Sejarah Papua tidak hanya milik para pria bersenjata. Ia juga ditenun oleh tangan-tangan perempuan yang diam-diam menantang kekuasaan.
Kategori Sejarah di Aneta mengangkat narasi-narasi yang selama ini tersingkir dari buku teks dan wacana publik. Dalam konteks Papua, sejarah perjuangan sering kali digambarkan dalam narasi maskulin—laki-laki bersenjata, pemimpin gerakan, tokoh karismatik. Namun, di balik semua itu, perempuan berperan penting dalam mempertahankan komunitas, merawat kehidupan, dan menopang perjuangan.
Perempuan Papua telah lama terlibat dalam gerakan perlawanan. Mereka menjadi penjaga logistik, pelindung pejuang, penyampai pesan, hingga penyintas kekerasan yang terus bersuara. Tokoh seperti Angganeta Manufandu, Mama Yosepha Alomang, dan lainnya tidak hanya menjadi simbol perlawanan terhadap ketidakadilan, tetapi juga pengingat bahwa tubuh perempuan adalah ruang politik yang terus dilanggar dan dilawan.

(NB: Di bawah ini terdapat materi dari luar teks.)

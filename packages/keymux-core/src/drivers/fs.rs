//! Filesystem-backed [`Driver`]: keys map to paths under a base directory.
//!
//! Key segments become path segments (`:` → `/`). Keys carrying a `..`
//! segment are rejected before any path is built, and every resolved path
//! is additionally checked to remain under the base directory. Writes are
//! atomic (temp sibling + rename). Change notification uses a recursive
//! [`notify`] watcher that reports mount-relative colon keys.

use std::path::{Component, Path, PathBuf};
use std::sync::Arc;

use async_trait::async_trait;
use globset::{Glob, GlobSet, GlobSetBuilder};
use notify::{RecursiveMode, Watcher};
use rand::Rng;
use tracing::{debug, warn};

use crate::driver::{
    Capabilities, Driver, Metadata, Options, WatchCallback, WatchEvent, WatchGuard,
};
use crate::error::{Result, StorageError};
use crate::key::{filter_key_by_depth, has_traversal, normalize_key};

/// Patterns ignored by enumeration and watching unless overridden.
pub const DEFAULT_IGNORES: &[&str] = &["**/node_modules/**", "**/.git/**"];

/// Configuration for [`FsDriver`].
#[derive(Debug, Clone, Default)]
pub struct FsDriverConfig {
    /// Root directory all keys resolve under. Required.
    pub base: Option<PathBuf>,
    /// Make every mutator a silent no-op.
    pub read_only: bool,
    /// Disable `clear` even when not read-only.
    pub no_clear: bool,
    /// Ignore globs for enumeration and watching. `None` uses
    /// [`DEFAULT_IGNORES`]; `Some(vec![])` disables ignoring.
    pub ignore: Option<Vec<String>>,
}

impl FsDriverConfig {
    /// Starts a config rooted at `base`.
    pub fn new(base: impl Into<PathBuf>) -> Self {
        Self {
            base: Some(base.into()),
            ..Self::default()
        }
    }

    /// Makes every mutator a silent no-op.
    #[must_use]
    pub fn read_only(mut self) -> Self {
        self.read_only = true;
        self
    }

    /// Disables `clear`.
    #[must_use]
    pub fn no_clear(mut self) -> Self {
        self.no_clear = true;
        self
    }

    /// Replaces the ignore globs.
    #[must_use]
    pub fn ignore(mut self, patterns: Vec<String>) -> Self {
        self.ignore = Some(patterns);
        self
    }
}

/// Filesystem driver rooted at a base directory.
#[derive(Debug)]
pub struct FsDriver {
    base: PathBuf,
    read_only: bool,
    no_clear: bool,
    ignore: Arc<GlobSet>,
}

impl FsDriver {
    /// Creates a driver from `config`.
    ///
    /// # Errors
    ///
    /// Returns [`StorageError::MissingConfig`] when no base directory is
    /// configured. A malformed ignore configuration does not fail: it is
    /// treated as no ignore rules.
    pub fn new(config: FsDriverConfig) -> Result<Self> {
        let base = config.base.ok_or(StorageError::MissingConfig("base"))?;
        let patterns: Vec<String> = match config.ignore {
            Some(patterns) => patterns,
            None => DEFAULT_IGNORES.iter().map(|p| (*p).to_string()).collect(),
        };
        Ok(Self {
            base,
            read_only: config.read_only,
            no_clear: config.no_clear,
            ignore: Arc::new(build_ignore_set(&patterns)),
        })
    }

    /// Convenience constructor for the common case.
    pub fn with_base(base: impl Into<PathBuf>) -> Result<Self> {
        Self::new(FsDriverConfig::new(base))
    }

    /// The configured base directory.
    #[must_use]
    pub fn base(&self) -> &Path {
        &self.base
    }

    /// Resolves a key to its path, rejecting traversal sequences.
    fn path_for(&self, key: &str) -> Result<PathBuf> {
        let key = normalize_key(key);
        if has_traversal(&key) {
            return Err(StorageError::InvalidKey(key));
        }
        let path = self.base.join(key.replace(':', "/"));
        // The traversal check above already excludes `..` segments; this
        // guards the invariant directly in case the two ever drift.
        if path
            .components()
            .any(|c| matches!(c, Component::ParentDir))
            || !path.starts_with(&self.base)
        {
            return Err(StorageError::InvalidKey(key));
        }
        Ok(path)
    }

    fn key_for(&self, path: &Path) -> Option<String> {
        let relative = path.strip_prefix(&self.base).ok()?;
        let segments: Vec<&str> = relative
            .components()
            .filter_map(|c| match c {
                Component::Normal(part) => part.to_str(),
                _ => None,
            })
            .collect();
        if segments.is_empty() {
            None
        } else {
            Some(segments.join(":"))
        }
    }

    fn ignored(&self, path: &Path) -> bool {
        match path.strip_prefix(&self.base) {
            Ok(relative) => self.ignore.is_match(relative),
            Err(_) => false,
        }
    }
}

/// Compiles ignore globs; a malformed configuration yields no ignore rules.
fn build_ignore_set(patterns: &[String]) -> GlobSet {
    let mut builder = GlobSetBuilder::new();
    for pattern in patterns {
        match Glob::new(pattern) {
            Ok(glob) => {
                builder.add(glob);
            }
            Err(err) => {
                warn!(pattern, %err, "malformed ignore pattern; ignoring no paths");
                return GlobSet::empty();
            }
        }
    }
    builder.build().unwrap_or_else(|err| {
        warn!(%err, "ignore globs failed to compile; ignoring no paths");
        GlobSet::empty()
    })
}

/// Writes `contents` atomically: temp sibling in the same directory, then
/// rename over the destination.
async fn write_atomic(path: &Path, contents: &[u8]) -> Result<()> {
    if let Some(parent) = path.parent() {
        tokio::fs::create_dir_all(parent).await?;
    }
    let file_name = path
        .file_name()
        .and_then(|n| n.to_str())
        .unwrap_or("entry");
    let suffix: u32 = rand::rng().random();
    let tmp = path.with_file_name(format!(".{file_name}.{suffix:08x}.tmp"));

    tokio::fs::write(&tmp, contents).await?;
    match tokio::fs::rename(&tmp, path).await {
        Ok(()) => Ok(()),
        Err(err) => {
            let _ = tokio::fs::remove_file(&tmp).await;
            Err(err.into())
        }
    }
}

/// Reads a file, mapping not-found to `None`.
async fn read_optional(path: &Path) -> Result<Option<Vec<u8>>> {
    match tokio::fs::read(path).await {
        Ok(bytes) => Ok(Some(bytes)),
        Err(err) if err.kind() == std::io::ErrorKind::NotFound => Ok(None),
        Err(err) => Err(err.into()),
    }
}

#[async_trait]
impl Driver for FsDriver {
    fn name(&self) -> &'static str {
        "fs"
    }

    fn capabilities(&self) -> Capabilities {
        Capabilities {
            set: !self.read_only,
            set_raw: !self.read_only,
            get_raw: true,
            remove: !self.read_only,
            get_meta: true,
            clear: !self.read_only && !self.no_clear,
            watch: true,
            supports_max_depth: true,
            ..Capabilities::default()
        }
    }

    async fn has(&self, key: &str, _opts: &Options) -> Result<bool> {
        let path = self.path_for(key)?;
        Ok(tokio::fs::try_exists(&path).await.unwrap_or(false))
    }

    async fn get(&self, key: &str, opts: &Options) -> Result<Option<String>> {
        let Some(bytes) = self.get_raw(key, opts).await? else {
            return Ok(None);
        };
        String::from_utf8(bytes)
            .map(Some)
            .map_err(|err| StorageError::Serialization(err.to_string()))
    }

    async fn get_raw(&self, key: &str, _opts: &Options) -> Result<Option<Vec<u8>>> {
        let path = self.path_for(key)?;
        read_optional(&path).await
    }

    async fn set(&self, key: &str, value: String, opts: &Options) -> Result<()> {
        self.set_raw(key, value.into_bytes(), opts).await
    }

    async fn set_raw(&self, key: &str, value: Vec<u8>, _opts: &Options) -> Result<()> {
        if self.read_only {
            return Ok(());
        }
        let path = self.path_for(key)?;
        write_atomic(&path, &value).await
    }

    async fn remove(&self, key: &str, _opts: &Options) -> Result<()> {
        if self.read_only {
            return Ok(());
        }
        let path = self.path_for(key)?;
        match tokio::fs::remove_file(&path).await {
            Ok(()) => Ok(()),
            Err(err) if err.kind() == std::io::ErrorKind::NotFound => Ok(()),
            Err(err) => Err(err.into()),
        }
    }

    async fn get_meta(&self, key: &str, _opts: &Options) -> Result<Option<Metadata>> {
        let path = self.path_for(key)?;
        let stat = match tokio::fs::metadata(&path).await {
            Ok(stat) => stat,
            Err(err) if err.kind() == std::io::ErrorKind::NotFound => {
                return Ok(Some(Metadata::default()));
            }
            Err(err) => return Err(err.into()),
        };
        Ok(Some(Metadata {
            atime: stat.accessed().ok(),
            mtime: stat.modified().ok(),
            ctime: stat.modified().ok(),
            birthtime: stat.created().ok(),
            size: Some(stat.len()),
            ..Metadata::default()
        }))
    }

    async fn list_keys(&self, base: &str, opts: &Options) -> Result<Vec<String>> {
        let start = self.path_for(base)?;
        if !tokio::fs::try_exists(&start).await.unwrap_or(false) {
            return Ok(Vec::new());
        }

        let max_depth = opts.max_depth();
        let mut keys = Vec::new();
        let mut pending = vec![start];
        while let Some(dir) = pending.pop() {
            let mut entries = tokio::fs::read_dir(&dir).await?;
            while let Some(entry) = entries.next_entry().await? {
                let path = entry.path();
                if self.ignored(&path) {
                    continue;
                }
                let file_type = entry.file_type().await?;
                if file_type.is_dir() {
                    // Depth-limited listings never need entries below the
                    // cutoff, so whole subtrees can be skipped.
                    let dir_depth = self
                        .key_for(&path)
                        .map_or(0, |key| key.matches(':').count());
                    if max_depth.map_or(true, |limit| dir_depth < limit) {
                        pending.push(path);
                    }
                } else if let Some(key) = self.key_for(&path) {
                    if filter_key_by_depth(&key, max_depth) {
                        keys.push(key);
                    }
                }
            }
        }
        Ok(keys)
    }

    async fn clear(&self, base: &str, _opts: &Options) -> Result<()> {
        if self.read_only || self.no_clear {
            return Ok(());
        }
        let root = self.path_for(base)?;
        let mut entries = match tokio::fs::read_dir(&root).await {
            Ok(entries) => entries,
            Err(err) if err.kind() == std::io::ErrorKind::NotFound => return Ok(()),
            Err(err) => return Err(err.into()),
        };
        // Contents only; the base directory itself stays.
        while let Some(entry) = entries.next_entry().await? {
            let path = entry.path();
            let result = if entry.file_type().await?.is_dir() {
                tokio::fs::remove_dir_all(&path).await
            } else {
                tokio::fs::remove_file(&path).await
            };
            if let Err(err) = result {
                if err.kind() != std::io::ErrorKind::NotFound {
                    return Err(err.into());
                }
            }
        }
        Ok(())
    }

    async fn watch(&self, callback: WatchCallback) -> Result<WatchGuard> {
        if !tokio::fs::try_exists(&self.base).await.unwrap_or(false) {
            warn!(base = %self.base.display(), "watch base does not exist; not watching");
            return Ok(WatchGuard::noop());
        }

        let base = self.base.clone();
        let ignore = Arc::clone(&self.ignore);
        let handler = move |result: std::result::Result<notify::Event, notify::Error>| {
            let event = match result {
                Ok(event) => event,
                Err(err) => {
                    warn!(%err, "filesystem watch error");
                    return;
                }
            };
            let Some(kind) = classify_event(&event.kind) else {
                return;
            };
            for path in &event.paths {
                if let Ok(relative) = path.strip_prefix(&base) {
                    if ignore.is_match(relative) {
                        continue;
                    }
                }
                if is_temp_sibling(path) {
                    continue;
                }
                if kind == WatchEvent::Update && !path.is_file() {
                    continue;
                }
                if let Some(key) = key_for_path(&base, path) {
                    callback(kind, &key);
                }
            }
        };

        let mut watcher = notify::recommended_watcher(handler)
            .map_err(|err| StorageError::Backend(anyhow::anyhow!(err)))?;
        watcher
            .watch(&self.base, RecursiveMode::Recursive)
            .map_err(|err| StorageError::Backend(anyhow::anyhow!(err)))?;
        debug!(base = %self.base.display(), "filesystem watch started");

        Ok(WatchGuard::new(move || drop(watcher)))
    }
}

/// Whether the path is one of this driver's in-flight atomic-write
/// siblings; those never surface as watch events.
fn is_temp_sibling(path: &Path) -> bool {
    path.file_name()
        .and_then(|n| n.to_str())
        .map_or(false, |name| name.starts_with('.') && name.ends_with(".tmp"))
}

/// Maps a notify event kind onto the watch surface, or `None` to drop it.
fn classify_event(kind: &notify::EventKind) -> Option<WatchEvent> {
    use notify::EventKind;
    match kind {
        EventKind::Create(_) | EventKind::Modify(_) => Some(WatchEvent::Update),
        EventKind::Remove(_) => Some(WatchEvent::Remove),
        _ => None,
    }
}

/// Converts a watched path into a mount-relative colon key.
///
/// Platform separators (both `/` and `\`) are normalized to `:`.
fn key_for_path(base: &Path, path: &Path) -> Option<String> {
    let relative = path.strip_prefix(base).ok()?;
    let key = normalize_key(&relative.to_string_lossy());
    if key.is_empty() {
        None
    } else {
        Some(key)
    }
}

Ruang ini menelusuri kontribusi perempuan dalam sejarah perlawanan Papua—dari zaman pendudukan militer hingga gerakan solidaritas modern—serta bagaimana ingatan dan pengalaman mereka membentuk kekuatan kolektif yang terus tumbuh.
Relevansi
Menulis ulang sejarah dari perspektif perempuan bukan sekadar koreksi naratif, melainkan aksi dekolonial yang merebut kembali ruang politik. Dengan menghadirkan kisah perempuan, kita mengakui bahwa perjuangan tidak hanya terjadi di medan tempur, tetapi juga di dapur, di ruang pengungsian, dan di barisan terdepan demonstrasi.